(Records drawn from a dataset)
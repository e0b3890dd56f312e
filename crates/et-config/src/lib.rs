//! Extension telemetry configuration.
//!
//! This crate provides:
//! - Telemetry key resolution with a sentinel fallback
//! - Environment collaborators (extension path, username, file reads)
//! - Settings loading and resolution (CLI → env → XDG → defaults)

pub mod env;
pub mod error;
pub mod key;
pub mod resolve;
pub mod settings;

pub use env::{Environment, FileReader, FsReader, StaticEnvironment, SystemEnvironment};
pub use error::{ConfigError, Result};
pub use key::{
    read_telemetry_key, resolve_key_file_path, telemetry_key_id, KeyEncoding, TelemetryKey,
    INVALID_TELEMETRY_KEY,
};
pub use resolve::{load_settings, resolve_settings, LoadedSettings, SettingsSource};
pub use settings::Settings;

* * *

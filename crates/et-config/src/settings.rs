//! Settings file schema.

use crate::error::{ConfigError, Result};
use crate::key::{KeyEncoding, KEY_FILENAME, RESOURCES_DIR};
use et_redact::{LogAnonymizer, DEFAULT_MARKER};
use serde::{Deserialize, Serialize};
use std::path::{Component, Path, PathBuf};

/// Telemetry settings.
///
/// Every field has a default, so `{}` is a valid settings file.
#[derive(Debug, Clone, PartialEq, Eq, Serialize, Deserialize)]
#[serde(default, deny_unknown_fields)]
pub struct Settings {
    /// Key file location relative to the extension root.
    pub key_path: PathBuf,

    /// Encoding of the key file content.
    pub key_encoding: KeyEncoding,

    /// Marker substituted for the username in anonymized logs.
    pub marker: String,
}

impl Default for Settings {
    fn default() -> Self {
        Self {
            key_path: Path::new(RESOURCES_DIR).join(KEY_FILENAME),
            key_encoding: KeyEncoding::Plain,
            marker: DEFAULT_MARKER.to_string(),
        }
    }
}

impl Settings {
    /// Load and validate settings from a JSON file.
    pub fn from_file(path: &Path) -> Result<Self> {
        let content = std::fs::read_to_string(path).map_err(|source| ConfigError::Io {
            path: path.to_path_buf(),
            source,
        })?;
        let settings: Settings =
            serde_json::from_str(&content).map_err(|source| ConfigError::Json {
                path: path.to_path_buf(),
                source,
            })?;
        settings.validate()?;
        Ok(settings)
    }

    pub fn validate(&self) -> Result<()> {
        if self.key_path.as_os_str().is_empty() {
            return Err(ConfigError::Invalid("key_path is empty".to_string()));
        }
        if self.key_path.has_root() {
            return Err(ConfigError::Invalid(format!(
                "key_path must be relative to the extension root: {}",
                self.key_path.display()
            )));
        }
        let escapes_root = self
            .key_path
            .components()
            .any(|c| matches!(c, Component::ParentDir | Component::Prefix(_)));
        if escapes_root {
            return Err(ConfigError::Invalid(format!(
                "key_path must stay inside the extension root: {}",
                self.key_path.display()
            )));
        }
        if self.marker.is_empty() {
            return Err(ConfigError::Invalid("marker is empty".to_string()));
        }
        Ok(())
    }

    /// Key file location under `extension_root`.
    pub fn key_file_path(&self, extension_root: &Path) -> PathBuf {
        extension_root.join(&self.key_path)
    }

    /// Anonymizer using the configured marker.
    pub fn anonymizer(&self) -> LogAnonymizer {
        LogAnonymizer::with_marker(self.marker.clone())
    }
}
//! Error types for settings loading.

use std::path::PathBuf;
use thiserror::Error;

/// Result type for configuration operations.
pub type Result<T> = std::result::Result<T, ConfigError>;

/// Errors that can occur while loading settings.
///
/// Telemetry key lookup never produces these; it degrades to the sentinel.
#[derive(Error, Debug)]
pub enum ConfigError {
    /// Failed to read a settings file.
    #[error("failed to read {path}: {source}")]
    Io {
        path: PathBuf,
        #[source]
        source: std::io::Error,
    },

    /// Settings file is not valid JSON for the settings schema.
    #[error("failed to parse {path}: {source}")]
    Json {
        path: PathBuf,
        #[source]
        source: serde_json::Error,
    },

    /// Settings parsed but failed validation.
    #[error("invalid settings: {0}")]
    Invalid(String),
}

---

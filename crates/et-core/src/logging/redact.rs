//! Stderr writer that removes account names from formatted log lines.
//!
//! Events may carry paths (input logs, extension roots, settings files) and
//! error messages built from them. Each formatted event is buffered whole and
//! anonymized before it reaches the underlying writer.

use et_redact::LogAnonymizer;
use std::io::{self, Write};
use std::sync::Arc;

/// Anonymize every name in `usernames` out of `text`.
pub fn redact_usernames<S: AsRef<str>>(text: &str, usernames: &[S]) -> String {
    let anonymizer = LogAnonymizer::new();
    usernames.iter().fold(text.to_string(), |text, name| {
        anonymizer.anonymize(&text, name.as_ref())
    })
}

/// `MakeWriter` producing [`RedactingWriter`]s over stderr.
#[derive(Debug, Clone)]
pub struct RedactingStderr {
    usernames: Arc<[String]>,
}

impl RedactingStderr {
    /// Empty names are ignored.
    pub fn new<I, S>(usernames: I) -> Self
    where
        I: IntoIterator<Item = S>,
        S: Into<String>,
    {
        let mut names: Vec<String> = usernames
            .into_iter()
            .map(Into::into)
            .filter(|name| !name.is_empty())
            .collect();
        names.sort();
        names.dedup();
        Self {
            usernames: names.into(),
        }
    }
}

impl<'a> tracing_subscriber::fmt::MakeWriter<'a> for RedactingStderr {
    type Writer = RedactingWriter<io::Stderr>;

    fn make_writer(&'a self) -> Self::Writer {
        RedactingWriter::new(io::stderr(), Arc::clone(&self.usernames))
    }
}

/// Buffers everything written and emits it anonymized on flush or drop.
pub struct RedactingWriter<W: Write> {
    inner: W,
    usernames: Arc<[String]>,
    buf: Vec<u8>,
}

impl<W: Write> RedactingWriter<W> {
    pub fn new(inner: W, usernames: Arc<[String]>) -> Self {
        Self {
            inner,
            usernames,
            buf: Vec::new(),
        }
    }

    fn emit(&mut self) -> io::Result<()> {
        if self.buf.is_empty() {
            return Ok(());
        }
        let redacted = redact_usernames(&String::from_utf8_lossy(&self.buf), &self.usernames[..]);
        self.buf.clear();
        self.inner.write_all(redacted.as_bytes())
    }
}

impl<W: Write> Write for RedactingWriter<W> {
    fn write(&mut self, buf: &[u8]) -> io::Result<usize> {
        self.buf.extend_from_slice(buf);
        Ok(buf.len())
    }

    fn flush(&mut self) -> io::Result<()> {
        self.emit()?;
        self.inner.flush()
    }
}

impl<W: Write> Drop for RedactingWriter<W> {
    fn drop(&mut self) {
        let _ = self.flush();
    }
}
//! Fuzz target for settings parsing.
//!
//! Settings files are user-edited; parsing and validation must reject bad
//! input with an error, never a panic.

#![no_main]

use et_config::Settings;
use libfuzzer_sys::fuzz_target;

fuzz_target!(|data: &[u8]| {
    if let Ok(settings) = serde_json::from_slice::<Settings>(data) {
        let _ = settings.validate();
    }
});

- [TASK STATEMENT] Line count for the string "text": state how many lines in the data contain it, and output nothing else.

- [RESULT BELOW] 4